[发明专利]一种引入多胺标签的基因改造方法，脂肪酶的可溶表达及生物仿生固定化方法

说明书

本发明提供了一种实现其可溶、有活性表达的基因改造方法：以N末端和C末端同时带有多胺标签的脂肪酶基因作为目的基因，在脂肪酶亲本基因序列的N末端添加编码m个组氨酸、m个精氨酸或m个赖氨酸的核苷酸序列，m＝2～10，同时在脂肪酶亲本基因序列的C末端添加编码n个组氨酸、n个精氨酸或n个赖氨酸的核苷酸序列，n＝2～10，并针对目的基因设计引物；通过PCR获得N末端和C末端同时带有多胺标签的脂肪酶基因。该基因表达后产出可溶的带有多胺标签的脂肪酶，其可以诱导仿生纳米硅的形成及固定化。本发明在温和的条件下、短时间就可获得高活力和固定化效率的固定化酶；操作简便，固定化条件易控制、成本低。

技术领域

本发明涉及基因工程、蛋白固定化技术领域，具体地，本发明涉及用一种基因改造方法，在脂肪酶基因中引入多胺标签，可以有效实现脂肪酶在大肠杆菌中的可溶表达，产生带有多聚阳离子氨基酸标签的脂肪酶；该脂肪酶诱导硅酸聚集成硅颗粒，并通过电荷相互作用和离子间作用力将蛋白固定到硅粒子上，得到固定化酶及其应用。

背景技术

脂肪酶可以催化酯化、水解、转酯以及酰化等类型反应。在非水相催化合成中，很多脂肪酶，比如南极假丝酵母脂肪酶B(Candida antarctica Lipase B，CalB)，表现出了极好的活性和操作稳定性；在有机合成、手性化合物拆分、制药、医药中间体等领域得到广泛应用。

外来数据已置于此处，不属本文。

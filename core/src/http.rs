//! Requests and responses as plain data.
//!
//! The client produces `HttpRequest` and consumes `HttpResponse`; whoever
//! owns the socket translates between these and the network.

#[derive(Debug, Clone, Copy, PartialEq, Eq)]
pub enum HttpMethod {
    Get,
    Post,
    Put,
    Delete,
}

#[derive(Debug, Clone)]
pub struct HttpRequest {
    pub method: HttpMethod,
    /// Absolute URL.
    pub url: String,
    pub headers: Vec<(String, String)>,
    pub body: Option<String>,
}

impl HttpRequest {
    pub(crate) fn empty(method: HttpMethod, url: String) -> Self {
        Self {
            method,
            url,
            headers: Vec::new(),
            body: None,
        }
    }

    pub(crate) fn json(method: HttpMethod, url: String, body: String) -> Self {
        Self {
            method,
            url,
            headers: vec![("content-type".to_string(), "application/json".to_string())],
            body: Some(body),
        }
    }
}

#[derive(Debug, Clone)]
pub struct HttpResponse {
    pub status: u16,
    pub body: String,
}

impl HttpResponse {
    pub fn new(status: u16, body: impl Into<String>) -> Self {
        Self {
            status,
            body: body.into(),
        }
    }
}
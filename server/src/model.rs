//! Storage and wire shapes of a todo, and the mapping between them.
//!
//! # Design
//! `TodoDocument` is what the document store holds: a native `ObjectId` and a
//! BSON timestamp. `Todo` is what clients see: the id as 24-char hex and the
//! timestamp as RFC3339. Mapping only goes store -> wire. Request payloads
//! (`CreateTodo`, `UpdateTodo`) carry title and completed only, so a client
//! can never choose an id or a creation time.

use chrono::{DateTime, Utc};
use serde::{Deserialize, Serialize};

use crate::error::ApiError;

pub use bson::oid::ObjectId;

/// A todo as persisted in the collection.
#[derive(Clone, Debug, PartialEq, Serialize, Deserialize)]
pub struct TodoDocument {
    #[serde(rename = "_id")]
    pub id: ObjectId,
    pub title: String,
    #[serde(default)]
    pub completed: bool,
    #[serde(rename = "createdAt")]
    pub created_at: bson::DateTime,
}

impl TodoDocument {
    /// Fresh record with a new id, stamped with the current time.
    pub fn new(title: String, completed: bool) -> Self {
        Self {
            id: ObjectId::new(),
            title,
            completed,
            created_at: bson::DateTime::now(),
        }
    }

    /// Applies the present fields of `changes`; id and `created_at` are never touched.
    pub fn apply(&mut self, changes: &TodoChanges) {
        if let Some(title) = &changes.title {
            self.title.clone_from(title);
        }
        if let Some(completed) = changes.completed {
            self.completed = completed;
        }
    }
}

/// A todo as sent to clients.
#[derive(Clone, Debug, PartialEq, Serialize, Deserialize)]
#[serde(rename_all = "camelCase")]
pub struct Todo {
    pub id: String,
    pub title: String,
    pub completed: bool,
    pub created_at: DateTime<Utc>,
}

impl From<TodoDocument> for Todo {
    fn from(doc: TodoDocument) -> Self {
        Self {
            id: doc.id.to_hex(),
            title: doc.title,
            completed: doc.completed,
            created_at: doc.created_at.to_chrono(),
        }
    }
}

/// Field-level changes for an update; `None` means leave as is.
#[derive(Clone, Debug, Default, PartialEq)]
pub struct TodoChanges {
    pub title: Option<String>,
    pub completed: Option<bool>,
}

impl TodoChanges {
    pub fn is_empty(&self) -> bool {
        self.title.is_none() && self.completed.is_none()
    }
}

#[derive(Debug, Deserialize)]
pub struct CreateTodo {
    pub title: Option<String>,
    pub completed: Option<bool>,
}

impl CreateTodo {
    pub fn into_document(self) -> Result<TodoDocument, ApiError> {
        let title = required_title(self.title)?;
        Ok(TodoDocument::new(title, self.completed.unwrap_or(false)))
    }
}

#[derive(Debug, Deserialize)]
pub struct UpdateTodo {
    pub title: Option<String>,
    pub completed: Option<bool>,
}

impl UpdateTodo {
    pub fn into_changes(self) -> Result<TodoChanges, ApiError> {
        let title = match self.title {
            Some(title) => Some(required_title(Some(title))?),
            None => None,
        };
        let changes = TodoChanges {
            title,
            completed: self.completed,
        };
        if changes.is_empty() {
            return Err(ApiError::Validation(
                "at least one of title or completed is required".to_string(),
            ));
        }
        Ok(changes)
    }
}

fn required_title(title: Option<String>) -> Result<String, ApiError> {
    match title.as_deref().map(str::trim) {
        Some(trimmed) if !trimmed.is_empty() => Ok(trimmed.to_string()),
        _ => Err(ApiError::Validation("the title field is required".to_string())),
    }
}

/// Decodes a path identifier into the store's native id.
pub fn parse_id(raw: &str) -> Result<ObjectId, ApiError> {
    ObjectId::parse_str(raw).map_err(|_| ApiError::Validation(format!("invalid todo id `{raw}`")))
}

/// Success envelope: `{"data": ...}`.
#[derive(Debug, Serialize, Deserialize)]
pub struct DataResponse<T> {
    pub data: T,
}

impl<T> DataResponse<T> {
    pub fn new(data: T) -> Self {
        Self { data }
    }
}

/// Failure envelope: `{"message": ..., "error": ...}`.
#[derive(Debug, Serialize, Deserialize)]
pub struct ErrorResponse {
    pub message: String,
    pub error: String,
}

/// Body of `GET /`.
#[derive(Debug, Serialize, Deserialize)]
pub struct ServiceInfo {
    pub name: String,
    pub version: String,
    pub status: String,
}

impl Default for ServiceInfo {
    fn default() -> Self {
        Self {
            name: env!("CARGO_PKG_NAME").to_string(),
            version: env!("CARGO_PKG_VERSION").to_string(),
            status: "ok".to_string(),
        }
    }
}
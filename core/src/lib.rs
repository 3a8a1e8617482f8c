//! Typed client core for the todo service.
//!
//! # Overview
//! Builds `HttpRequest` values and parses `HttpResponse` values without
//! touching the network. The caller executes the round-trip, so everything
//! here is deterministic and testable without a server.
//!
//! # Design
//! - `TodoClient` holds only `base_url`.
//! - Each operation is a `build_*` / `parse_*` pair; `parse_*` unwraps the
//!   server's `{"data": ...}` envelope.
//! - DTOs are defined independently from `todo-server`; the integration test
//!   runs both crates together to catch schema drift.

pub mod client;
pub mod error;
pub mod http;
pub mod types;

pub use client::TodoClient;
pub use error::ApiError;
pub use http::{HttpMethod, HttpRequest, HttpResponse};
pub use types::{CreateTodo, ServiceInfo, Todo, UpdateTodo};
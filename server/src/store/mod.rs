//! Storage connector for the todo collection.
//!
//! Handlers only see `SharedStore`, a trait object built once at startup and
//! handed to the router. Every operation is independently atomic at the
//! store; there are no transactions and no application-level locking.

mod memory;
mod mongo;

use std::sync::Arc;

use async_trait::async_trait;
use thiserror::Error;

use crate::model::{ObjectId, TodoChanges, TodoDocument};

pub use memory::MemoryStore;
pub use mongo::MongoStore;

/// The handle shared by every request for the lifetime of the process.
pub type SharedStore = Arc<dyn TodoStore>;

#[derive(Debug, Error)]
pub enum StoreError {
    /// The store could not be reached while connecting.
    #[error("document store unreachable: {0}")]
    Connection(String),

    /// A query or write failed after the connection was established.
    #[error("document store operation failed: {0}")]
    Operation(String),
}

impl From<mongodb::error::Error> for StoreError {
    fn from(e: mongodb::error::Error) -> Self {
        StoreError::Operation(e.to_string())
    }
}

#[async_trait]
pub trait TodoStore: Send + Sync {
    /// Every record, oldest first.
    async fn find_all(&self) -> Result<Vec<TodoDocument>, StoreError>;

    async fn insert_one(&self, todo: &TodoDocument) -> Result<(), StoreError>;

    /// Applies `changes` and returns the record as it is afterwards, or
    /// `None` when no record has this id.
    async fn update_by_id(
        &self,
        id: ObjectId,
        changes: TodoChanges,
    ) -> Result<Option<TodoDocument>, StoreError>;

    /// Removes the record and returns it, or `None` when no record has this id.
    async fn delete_by_id(&self, id: ObjectId) -> Result<Option<TodoDocument>, StoreError>;
}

据报道CalB等脂肪酶在真核微生物，如毕赤酵母(Pichiapastoris)，米曲酶(Aspergillus-oryzae)等可进行良好表达，但是在真核表达系统操作繁琐，生长周期较长。大肠杆菌代谢途径和基因表达调控机制清楚，培养周期短，目标基因表达水平高，成为构建、表达的良好宿主菌。目前已有将CalB等脂肪酶在大肠杆菌中进行表达的报道，如liu等人利用还原酶缺陷性菌株Origami B结合带有冷启动子的PcoldIII载体，成功将CalB在大肠杆菌中表达，但是大量的重组蛋白质都形成不可溶的包涵体(《Functional expressionof Candida antarctica lipase B in the Escherichia coli cytoplasm—a screeningsystem for a frequently used biocatalyst》)。Blank等人也成功将CalB在细胞周质空间里进行表达，但表达量较低，且大量重组蛋白质仍以不可溶形式存在(《Functionalexpression of Candida antarctica lipase B in Escherichia coli》)。虽然后期Jung等人通过密码子优化，及表面疏水残基突变的方法提升了CalB在细胞周质空间的表达量(《Improving the expression yield of Candida antarctica lipase B inEscherichiacoli by mutagenesis》)，但是仍然没有彻底解决重组蛋白质以不可溶形式存在的问题。

脂肪酶应用广泛，但直接将游离态的天然酶投入使用、催化反应等通常会遇到一些问题，例如：游离酶在非水溶剂中不溶解，易聚集，极大地降低了酶的利用率；游离酶活性不稳定，易受外界环境因素(温度、PH值、离子强度)变化而失活；酶的分离困难，参与反应后的酶无法回收再利用。

由于存在以上种种不利因素，那么通过某些方法将酶与载体相结合成不溶于含有底物的体系中，从而使酶被集中或限制在一定的空间范围内进行酶解反应，使它与整个体系隔开；反应时能发挥作用，反应结束后可回收再利用，即酶固定化技术。固定化技术的应用可追溯到20世纪50年代，最初是将水溶性酶与不溶性载体结合起来，成为不溶于水的酶的衍生物，所以曾称为“水不溶酶”和“固相酶”。1971年第一届国际酶工程会议上，正是建议采用“固定化酶”的名称。所谓固定化酶，是指在一定空间内程闭锁状态存在的酶，能连续的进行反应，反应后的酶可以回收重复使用。

目前常用的酶固定化技术可归纳为共价结合、离子键固定、非共价吸附、酶交联和包埋法5类。近年来，受生物启发，通过模拟生物界面，利用生物分子识别和借鉴生物矿化等，发展了许多新的固定化方法，效果显著。